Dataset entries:
※ ※ ※
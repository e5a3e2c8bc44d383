//! reqwest-backed transports.

use crate::{BlockingTransport, Transport, TransportResponse};
use async_trait::async_trait;
use matrix_api_core::{HttpMethod, RequestDescriptor};
use matrix_api_error::{ConfigError, ConfigErrorKind, TransportError};
use reqwest::Method;
use tracing::{debug, error, instrument};

fn to_reqwest_method(method: HttpMethod) -> Method {
    match method {
        HttpMethod::Get => Method::GET,
        HttpMethod::Put => Method::PUT,
        HttpMethod::Delete => Method::DELETE,
        HttpMethod::Post => Method::POST,
    }
}

#[track_caller]
fn transport_error(request: &RequestDescriptor, err: reqwest::Error) -> TransportError {
    TransportError::new(
        request.method().to_string(),
        request.endpoint().clone(),
        err.to_string(),
    )
}

/// Async transport over a shared [`reqwest::Client`].
///
/// The client pools connections and is safe to use from many calls at once.
#[derive(Debug, Clone)]
pub struct ReqwestTransport {
    client: reqwest::Client,
}

impl ReqwestTransport {
    /// Create a transport, optionally skipping TLS certificate verification.
    ///
    /// # Errors
    ///
    /// Returns an error if the TLS backend cannot be initialised.
    pub fn new(validate_cert: bool) -> Result<Self, ConfigError> {
        let client = reqwest::Client::builder()
            .danger_accept_invalid_certs(!validate_cert)
            .build()
            .map_err(|e| {
                ConfigError::new(ConfigErrorKind::InvalidValue {
                    field: "transport".to_string(),
                    reason: e.to_string(),
                })
            })?;
        Ok(Self { client })
    }

    /// Wrap an existing client (timeouts, proxies and the like are its concern).
    pub fn from_client(client: reqwest::Client) -> Self {
        Self { client }
    }
}

#[async_trait]
impl Transport for ReqwestTransport {
    #[instrument(skip(self, request), fields(method = %request.method(), endpoint = %request.endpoint()))]
    async fn execute(&self, request: &RequestDescriptor) -> Result<TransportResponse, TransportError> {
        let mut builder = self
            .client
            .request(to_reqwest_method(*request.method()), request.endpoint())
            .query(request.query_params())
            .body(request.body().clone());
        for (name, value) in request.headers() {
            builder = builder.header(name, value);
        }

        let response = builder.send().await.map_err(|e| {
            error!(error = %e, "Request failed before a response arrived");
            transport_error(request, e)
        })?;

        let status = response.status().as_u16();
        let body = response.text().await.map_err(|e| {
            error!(error = %e, status, "Failed to read response body");
            transport_error(request, e)
        })?;

        debug!(status, body_len = body.len(), "Received response");
        Ok(TransportResponse { status, body })
    }
}

/// Blocking transport over [`reqwest::blocking::Client`].
///
/// Must not be created or used from inside an async runtime.
#[derive(Debug, Clone)]
pub struct BlockingReqwestTransport {
    client: reqwest::blocking::Client,
}

impl BlockingReqwestTransport {
    /// Create a transport, optionally skipping TLS certificate verification.
    ///
    /// # Errors
    ///
    /// Returns an error if the TLS backend cannot be initialised.
    pub fn new(validate_cert: bool) -> Result<Self, ConfigError> {
        let client = reqwest::blocking::Client::builder()
            .danger_accept_invalid_certs(!validate_cert)
            .build()
            .map_err(|e| {
                ConfigError::new(ConfigErrorKind::InvalidValue {
                    field: "transport".to_string(),
                    reason: e.to_string(),
                })
            })?;
        Ok(Self { client })
    }

    /// Wrap an existing blocking client.
    pub fn from_client(client: reqwest::blocking::Client) -> Self {
        Self { client }
    }
}

impl BlockingTransport for BlockingReqwestTransport {
    #[instrument(skip(self, request), fields(method = %request.method(), endpoint = %request.endpoint()))]
    fn execute(&self, request: &RequestDescriptor) -> Result<TransportResponse, TransportError> {
        let mut builder = self
            .client
            .request(to_reqwest_method(*request.method()), request.endpoint())
            .query(request.query_params())
            .body(request.body().clone());
        for (name, value) in request.headers() {
            builder = builder.header(name, value);
        }

        let response = builder.send().map_err(|e| {
            error!(error = %e, "Request failed before a response arrived");
            transport_error(request, e)
        })?;

        let status = response.status().as_u16();
        let body = response.text().map_err(|e| {
            error!(error = %e, status, "Failed to read response body");
            transport_error(request, e)
        })?;

        debug!(status, body_len = body.len(), "Received response");
        Ok(TransportResponse { status, body })
    }
}
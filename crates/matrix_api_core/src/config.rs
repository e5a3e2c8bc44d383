//! Layered configuration for building an [`ApiSession`].
//!
//! Sources are merged in this order, later ones winning:
//! - Bundled defaults (include_str! from matrix_api.toml)
//! - `~/.config/matrix_api/matrix_api.toml`
//! - `./matrix_api.toml`
//! - `MATRIX_API_*` environment variables

use crate::{ApiSession, DEFAULT_429_WAIT_MS, MATRIX_V2_API_PATH, RetryPolicy};
use config::{Config, Environment, File, FileFormat};
use matrix_api_error::{ConfigError, ConfigErrorKind};
use serde::{Deserialize, Serialize};
use tracing::{debug, instrument};

const DEFAULT_CONFIG: &str = include_str!("../../../matrix_api.toml");

/// Session settings as read from configuration files and the environment.
///
/// # Example
///
/// ```toml
/// base_url = "https://matrix.example.org"
/// token = "syt_..."
/// default_429_wait_ms = 2000
///
/// [retry]
/// max_retries = 10
/// ```
#[derive(Debug, Clone, PartialEq, Deserialize, Serialize)]
pub struct MatrixApiConfig {
    /// Homeserver base URL
    #[serde(default)]
    pub base_url: Option<String>,

    /// Access token
    #[serde(default, skip_serializing)]
    pub token: Option<String>,

    /// Optional `user_id` override
    #[serde(default)]
    pub identity: Option<String>,

    /// API prefix
    #[serde(default = "default_api_path")]
    pub api_path: String,

    /// Fallback wait for 429 responses, in milliseconds
    #[serde(default = "default_429_wait_ms")]
    pub default_429_wait_ms: u64,

    /// Verify TLS certificates
    #[serde(default = "default_validate_cert")]
    pub validate_cert: bool,

    /// Rate-limit retry bounds
    #[serde(default)]
    pub retry: RetryPolicy,
}

fn default_api_path() -> String {
    MATRIX_V2_API_PATH.to_string()
}

fn default_429_wait_ms() -> u64 {
    DEFAULT_429_WAIT_MS
}

fn default_validate_cert() -> bool {
    true
}

impl Default for MatrixApiConfig {
    fn default() -> Self {
        Self {
            base_url: None,
            token: None,
            identity: None,
            api_path: default_api_path(),
            default_429_wait_ms: default_429_wait_ms(),
            validate_cert: default_validate_cert(),
            retry: RetryPolicy::default(),
        }
    }
}

impl MatrixApiConfig {
    /// Load configuration from a specific file path, on top of the bundled
    /// defaults.
    ///
    /// # Errors
    ///
    /// Returns an error if the file cannot be read or parsed.
    #[instrument(skip(path), fields(path = %path.as_ref().display()))]
    pub fn from_file(path: impl AsRef<std::path::Path>) -> Result<Self, ConfigError> {
        debug!("Loading configuration from file");

        let config = Config::builder()
            .add_source(File::from_str(DEFAULT_CONFIG, FileFormat::Toml))
            .add_source(File::from(path.as_ref()))
            .build()
            .map_err(|e| {
                ConfigError::new(ConfigErrorKind::Load(format!(
                    "Failed to read configuration from {}: {}",
                    path.as_ref().display(),
                    e
                )))
            })?;

        Self::deserialize_from(config)
    }

    /// Load configuration with precedence: environment > current dir >
    /// home dir > bundled defaults.
    ///
    /// User config files are optional and silently skipped if not found.
    ///
    /// # Example
    ///
    /// ```no_run
    /// use matrix_api_core::MatrixApiConfig;
    ///
    /// # fn main() -> Result<(), Box<dyn std::error::Error>> {
    /// let session = MatrixApiConfig::load()?.into_session()?;
    /// # Ok(())
    /// # }
    /// ```
    #[instrument]
    pub fn load() -> Result<Self, ConfigError> {
        debug!("Loading configuration with precedence: env > current dir > home dir > bundled defaults");

        let mut builder =
            Config::builder().add_source(File::from_str(DEFAULT_CONFIG, FileFormat::Toml));

        if let Some(home) = dirs::home_dir() {
            let home_config = home.join(".config/matrix_api/matrix_api.toml");
            builder = builder.add_source(File::from(home_config).required(false));
        }

        builder = builder
            .add_source(File::with_name("matrix_api").required(false))
            .add_source(
                Environment::with_prefix("MATRIX_API")
                    .prefix_separator("_")
                    .separator("__")
                    .try_parsing(true),
            );

        let config = builder.build().map_err(|e| {
            ConfigError::new(ConfigErrorKind::Load(format!(
                "Failed to build configuration: {}",
                e
            )))
        })?;

        Self::deserialize_from(config)
    }

    fn deserialize_from(config: Config) -> Result<Self, ConfigError> {
        config.try_deserialize().map_err(|e| {
            ConfigError::new(ConfigErrorKind::Load(format!(
                "Failed to parse configuration: {}",
                e
            )))
        })
    }

    /// Build an [`ApiSession`] from these settings.
    ///
    /// # Errors
    ///
    /// Fails when `base_url` or `token` is missing, or when the session
    /// builder rejects a value.
    pub fn into_session(self) -> Result<ApiSession, ConfigError> {
        let base_url = self
            .base_url
            .ok_or_else(|| ConfigError::new(ConfigErrorKind::MissingField("base_url".into())))?;
        let token = self
            .token
            .ok_or_else(|| ConfigError::new(ConfigErrorKind::MissingField("token".into())))?;

        let mut builder = ApiSession::builder();
        builder
            .base_url(base_url)
            .token(token)
            .api_path(self.api_path)
            .default_429_wait_ms(self.default_429_wait_ms)
            .validate_cert(self.validate_cert)
            .retry(self.retry);
        if let Some(identity) = self.identity {
            builder.identity(identity);
        }
        builder.build()
    }
}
※ ※ ※
Problem to solve => Your task is to find every line above containing the word "BlockingReqwestTransport" and copy it.

Exercise response =>
pub struct BlockingReqwestTransport {
impl BlockingReqwestTransport {
impl BlockingTransport for BlockingReqwestTransport {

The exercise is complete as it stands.